Nettie served in elected leadership positions of the National Farmers Union (NFU) for ten years, four of them as President – the first woman to lead a national farm organization in Canada. Under Nettie’s leadership, the NFU helped build the global peasant, small-scale farmers, rural workers and indigenous peoples movement, La Via Campesina (LVC). Initially the only woman on the International Coordinating Committee of LVC, she encouraged and inspired women to take their rightful places as key actors and leaders in defending food sovereignty, ecological health and the diverse cultures of rural communities. She is currently a civil society participant at the Committee on World Food Security in Rome.
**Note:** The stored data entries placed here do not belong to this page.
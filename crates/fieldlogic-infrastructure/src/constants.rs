//! Infrastructure constants

// ============================================================================
// CONFIGURATION CONSTANTS
// ============================================================================

/// Configuration file looked up in the working directory
pub const DEFAULT_CONFIG_FILENAME: &str = "fieldlogic.toml";

/// Environment variable prefix; nested keys follow after `__`
pub const CONFIG_ENV_PREFIX: &str = "FIELDLOGIC";

/// Separator between the prefix and nested keys in environment variables
pub const CONFIG_ENV_SEPARATOR: &str = "__";

// ============================================================================
// LOGGING CONSTANTS
// ============================================================================

/// Default log level
pub const DEFAULT_LOG_LEVEL: &str = "warn";

/// Environment variable overriding the configured log filter
pub const LOG_FILTER_ENV: &str = "FIELDLOGIC_LOG";
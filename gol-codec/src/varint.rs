use gol_base::{GolError, Result};

/// Zigzag-encode a signed value the way Go's `encoding/binary.PutVarint`
/// does: map `0,-1,1,-2,2,...` onto `0,1,2,3,4,...` so that small-magnitude
/// negative values still encode in few bytes under the uvarint scheme.
fn zigzag_encode(v: i64) -> u64 {
    ((v << 1) ^ (v >> 63)) as u64
}

fn zigzag_decode(u: u64) -> i64 {
    ((u >> 1) as i64) ^ -((u & 1) as i64)
}

/// Encode `v` as a zigzag varint into at most 8 bytes, LEB128-style: each
/// byte carries 7 bits of payload plus a continuation bit in the high bit.
/// The `FLIPPED` event length field never needs more than this for any
/// grid size this protocol can address.
pub fn encode_varint(v: i64) -> Result<Vec<u8>> {
    let mut u = zigzag_encode(v);
    let mut out = Vec::with_capacity(8);
    loop {
        if out.len() == 8 {
            return Err(GolError::WireFraming("varint exceeds 8 bytes".into()).into());
        }
        let mut b = (u & 0x7f) as u8;
        u >>= 7;
        if u != 0 {
            b |= 0x80;
            out.push(b);
        } else {
            out.push(b);
            break;
        }
    }
    Ok(out)
}

/// Decode a zigzag varint from the front of `buf`, returning the value and
/// the number of bytes consumed.
pub fn decode_varint(buf: &[u8]) -> Result<(i64, usize)> {
    let mut u: u64 = 0;
    for (i, &b) in buf.iter().enumerate() {
        if i == 8 {
            return Err(GolError::WireFraming("varint exceeds 8 bytes".into()).into());
        }
        u |= ((b & 0x7f) as u64) << (7 * i);
        if b & 0x80 == 0 {
            return Ok((zigzag_decode(u), i + 1));
        }
    }
    Err(GolError::WireFraming("truncated varint".into()).into())
}

/// Encode `v` into a fixed 8-byte frame: the same zigzag varint bytes
/// `encode_varint` would produce, zero-padded on the right to fill all 8
/// bytes. This is the `FLIPPED` event's length field, which the grounded
/// original writes via `binary.PutVarint` into a pre-zeroed 8-byte buffer
/// and `Write`s whole, rather than only the bytes the varint itself needs.
pub fn encode_varint_fixed8(v: i64) -> Result<[u8; 8]> {
    let bytes = encode_varint(v)?;
    let mut frame = [0u8; 8];
    frame[..bytes.len()].copy_from_slice(&bytes);
    Ok(frame)
}

/// Decode a zigzag varint out of a fixed 8-byte frame produced by
/// `encode_varint_fixed8`. The zero padding after the varint's last byte
/// is never read: the last real byte has its continuation bit clear, so
/// `decode_varint` stops there on its own.
pub fn decode_varint_fixed8(frame: &[u8; 8]) -> Result<i64> {
    let (v, _) = decode_varint(frame)?;
    Ok(v)
}

#[cfg(test)]
mod test {
    use super::*;
    use test_log::test;

    #[test]
    fn test_roundtrip_small_values() {
        for v in [-1i64, 0, 1, 2, -2, 63, -64, 64, 1000, -1000] {
            let bytes = encode_varint(v).unwrap();
            let (decoded, consumed) = decode_varint(&bytes).unwrap();
            assert_eq!(decoded, v);
            assert_eq!(consumed, bytes.len());
        }
    }

    #[test]
    fn test_zero_encodes_single_byte() {
        let bytes = encode_varint(0).unwrap();
        assert_eq!(bytes, vec![0]);
    }

    #[test]
    fn test_truncated_buffer_errs() {
        assert!(decode_varint(&[0x80]).is_err());
    }

    #[test]
    fn test_fixed8_roundtrip_and_padding() {
        for v in [0i64, 1, -1, 63, -64, 1000, -1000] {
            let frame = encode_varint_fixed8(v).unwrap();
            assert_eq!(frame.len(), 8);
            assert_eq!(decode_varint_fixed8(&frame).unwrap(), v);
        }
        let frame = encode_varint_fixed8(0).unwrap();
        assert_eq!(frame, [0u8; 8]);
    }
}
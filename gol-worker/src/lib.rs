mod logic;
mod matrix;
mod registration;
mod rpc_server;
mod worker;

pub use registration::register_forever;
pub use rpc_server::serve;
pub use worker::Worker;
use std::sync::{Arc, Condvar, Mutex};

use gol_base::Result;
use gol_grid::{size_int_bytes, BrokerParams};
use tracing::info;

use crate::control::{ControlEvent, ControlMailbox};
use crate::controller_conn::ControllerConnSlot;
use crate::event_conn::EventConn;
use crate::registry::NodeRegistry;
use crate::session::{self, SessionOutcome};

/// The broker singleton: owns the node registry, the controller
/// connection slot, and the control mailbox, and turns `Broker.*` RPCs
/// into session lifecycle actions. A session's actual turn-by-turn work
/// happens on a detached thread spawned by [`Broker::init`]; everything
/// here either starts that thread or posts into its control mailbox.
pub struct Broker {
    registry: Arc<NodeRegistry>,
    controller_slot: Arc<ControllerConnSlot>,
    mailbox: Arc<ControlMailbox>,
    killed: Arc<(Mutex<bool>, Condvar)>,
}

impl Broker {
    pub fn new() -> Self {
        Broker {
            registry: Arc::new(NodeRegistry::new()),
            controller_slot: Arc::new(ControllerConnSlot::new()),
            mailbox: Arc::new(ControlMailbox::new()),
            killed: Arc::new((Mutex::new(false), Condvar::new())),
        }
    }

    pub fn registry(&self) -> &Arc<NodeRegistry> {
        &self.registry
    }

    pub fn controller_slot(&self) -> &Arc<ControllerConnSlot> {
        &self.controller_slot
    }

    /// `Broker.Init`: waits (if necessary) for a controller connection,
    /// partitions and dispatches `Worker.Init` to the currently available
    /// workers, then launches the driver loop on its own thread and
    /// returns. Fails synchronously with `NoWorkers`/`InvalidParams` if
    /// the session can't even start; once the driver thread is running,
    /// failures surface only as that thread ending the session.
    pub fn init(&self, bp: BrokerParams) -> Result<()> {
        info!(
            turns = bp.turns,
            threads = bp.threads,
            width = bp.image_width,
            height = bp.image_height,
            "broker init"
        );
        let stream = self.controller_slot.take_or_wait();
        let size_int = size_int_bytes(bp.image_width.max(bp.image_height));
        let event_conn = EventConn::new(stream, size_int);

        let (matrix, conns, graph) = session::init_session(&bp, &self.registry)?;

        let registry = Arc::clone(&self.registry);
        let mailbox = Arc::clone(&self.mailbox);
        let killed = Arc::clone(&self.killed);
        std::thread::spawn(move || {
            let outcome = session::run_driver_loop(
                &bp,
                &registry,
                &mailbox,
                event_conn,
                matrix,
                conns,
                graph,
            );
            if matches!(outcome, Ok(SessionOutcome::Kill)) {
                let (lock, cvar) = &*killed;
                *lock.lock().unwrap() = true;
                cvar.notify_all();
            }
        });
        Ok(())
    }

    pub fn pause(&self) {
        info!("broker pause");
        self.mailbox.post(ControlEvent::Pause);
    }

    pub fn resume(&self) {
        info!("broker resume");
        self.mailbox.post(ControlEvent::Resume);
    }

    pub fn save(&self) {
        info!("broker save");
        self.mailbox.post(ControlEvent::Save);
    }

    pub fn quit(&self) {
        info!("broker quit");
        self.mailbox.post(ControlEvent::Quit);
    }

    pub fn kill(&self) {
        info!("broker kill");
        self.mailbox.post(ControlEvent::Kill);
    }

    /// Block the calling thread (normally the process's `main`) until a
    /// session ends via `Kill`. Mirrors the distilled source's
    /// `sync.WaitGroup` gate between RPC service startup and
    /// `shutdownNodes`/process exit.
    pub fn wait_for_kill(&self) {
        let (lock, cvar) = &*self.killed;
        let mut killed = lock.lock().unwrap();
        while !*killed {
            killed = cvar.wait(killed).unwrap();
        }
    }
}

impl Default for Broker {
    fn default() -> Self {
        Broker::new()
    }
}
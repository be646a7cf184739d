use std::fs::File;
use std::io::{BufRead, BufReader, BufWriter, Read, Write};
use std::path::Path;

use gol_base::{GolError, Result};

/// Read a binary PGM ("P5") image from `r`, validating its header against
/// the session's `(width, height)`. Any header mismatch or truncated body
/// is a `GolError::Io`, matching the "fail closed, no silent truncation"
/// policy the rest of the wire codecs use.
pub fn read_pgm<R: Read>(r: &mut R, width: u32, height: u32) -> Result<Vec<u8>> {
    let mut r = BufReader::new(r);

    let magic = read_token(&mut r)?;
    if magic != "P5" {
        return Err(GolError::Io(format!("unsupported PGM magic {magic:?}")).into());
    }
    let w: u32 = read_token(&mut r)?
        .parse()
        .map_err(|_| GolError::Io("non-numeric PGM width".into()))?;
    let h: u32 = read_token(&mut r)?
        .parse()
        .map_err(|_| GolError::Io("non-numeric PGM height".into()))?;
    if w != width || h != height {
        return Err(GolError::Io(format!(
            "PGM dimensions {w}x{h} don't match session {width}x{height}"
        ))
        .into());
    }
    let maxval: u32 = read_token(&mut r)?
        .parse()
        .map_err(|_| GolError::Io("non-numeric PGM maxval".into()))?;
    if maxval != 255 {
        return Err(GolError::Io(format!("unsupported PGM maxval {maxval}, must be 255")).into());
    }

    let count = (width as usize) * (height as usize);
    let mut pixels = vec![0u8; count];
    r.read_exact(&mut pixels)
        .map_err(|e| GolError::Io(format!("truncated PGM body: {e}")))?;
    Ok(pixels)
}

/// Write `pixels` (row-major, one byte per cell) as a binary PGM "P5" image.
pub fn write_pgm<W: Write>(w: &mut W, width: u32, height: u32, pixels: &[u8]) -> Result<()> {
    let mut w = BufWriter::new(w);
    write!(w, "P5\n{width} {height}\n255\n").map_err(|e| GolError::Io(e.to_string()))?;
    w.write_all(pixels)
        .map_err(|e| GolError::Io(e.to_string()))?;
    w.flush().map_err(|e| GolError::Io(e.to_string()))?;
    Ok(())
}

pub fn read_pgm_file(path: impl AsRef<Path>, width: u32, height: u32) -> Result<Vec<u8>> {
    let mut f = File::open(path).map_err(|e| GolError::Io(e.to_string()))?;
    read_pgm(&mut f, width, height)
}

pub fn write_pgm_file(
    path: impl AsRef<Path>,
    width: u32,
    height: u32,
    pixels: &[u8],
) -> Result<()> {
    let mut f = File::create(path).map_err(|e| GolError::Io(e.to_string()))?;
    write_pgm(&mut f, width, height, pixels)
}

/// Reads one whitespace-delimited token from a PGM header, byte by byte --
/// PGM headers have no fixed width, so we can't just split on a known
/// delimiter length.
fn read_token<R: BufRead>(r: &mut R) -> Result<String> {
    let mut buf = [0u8; 1];
    let mut token = String::new();
    loop {
        let n = r
            .read(&mut buf)
            .map_err(|e| GolError::Io(format!("truncated PGM header: {e}")))?;
        if n == 0 {
            if token.is_empty() {
                return Err(GolError::Io("truncated PGM header".into()).into());
            }
            return Ok(token);
        }
        let b = buf[0];
        if b.is_ascii_whitespace() {
            if token.is_empty() {
                continue;
            }
            return Ok(token);
        }
        token.push(b as char);
    }
}

#[cfg(test)]
mod test {
    use super::*;
    use std::io::Cursor;
    use test_log::test;

    fn sample_pixels() -> Vec<u8> {
        vec![0, 255, 0, 255, 0, 255]
    }

    #[test]
    fn test_roundtrip() {
        let pixels = sample_pixels();
        let mut buf = Vec::new();
        write_pgm(&mut buf, 3, 2, &pixels).unwrap();
        let mut cursor = Cursor::new(buf);
        let decoded = read_pgm(&mut cursor, 3, 2).unwrap();
        assert_eq!(decoded, pixels);
    }

    #[test]
    fn test_header_is_canonical() {
        let mut buf = Vec::new();
        write_pgm(&mut buf, 3, 2, &sample_pixels()).unwrap();
        assert!(buf.starts_with(b"P5\n3 2\n255\n"));
    }

    #[test]
    fn test_dimension_mismatch_is_rejected() {
        let mut buf = Vec::new();
        write_pgm(&mut buf, 3, 2, &sample_pixels()).unwrap();
        let mut cursor = Cursor::new(buf);
        assert!(read_pgm(&mut cursor, 4, 4).is_err());
    }

    #[test]
    fn test_bad_magic_is_rejected() {
        let mut cursor = Cursor::new(b"P6\n3 2\n255\n".to_vec());
        assert!(read_pgm(&mut cursor, 3, 2).is_err());
    }

    #[test]
    fn test_bad_maxval_is_rejected() {
        let mut cursor = Cursor::new(b"P5\n3 2\n128\n".to_vec());
        assert!(read_pgm(&mut cursor, 3, 2).is_err());
    }

    #[test]
    fn test_truncated_body_is_rejected() {
        let mut cursor = Cursor::new(b"P5\n3 2\n255\n\x00\xff".to_vec());
        assert!(read_pgm(&mut cursor, 3, 2).is_err());
    }
}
Nettie has spoken in hundreds of venues and contributed numerous articles and interviews to the popular press, farm papers, local and national media. Her list of publications includes co-editing two volumes on food sovereignty (2010) and co-authoring several articles on land grabbing in Saskatchewan. Most recently she contributed chapters to textbooks: “Crisis in the Food System: the Farm Crisis” in Critical Perspectives in Canadian Food Studies, (2nd ed. 2017) and “Reaching Beyond Hunger: the Right to Food and Food Sovereignty” in Canadian Social Policy for Social Workers, (forthcoming).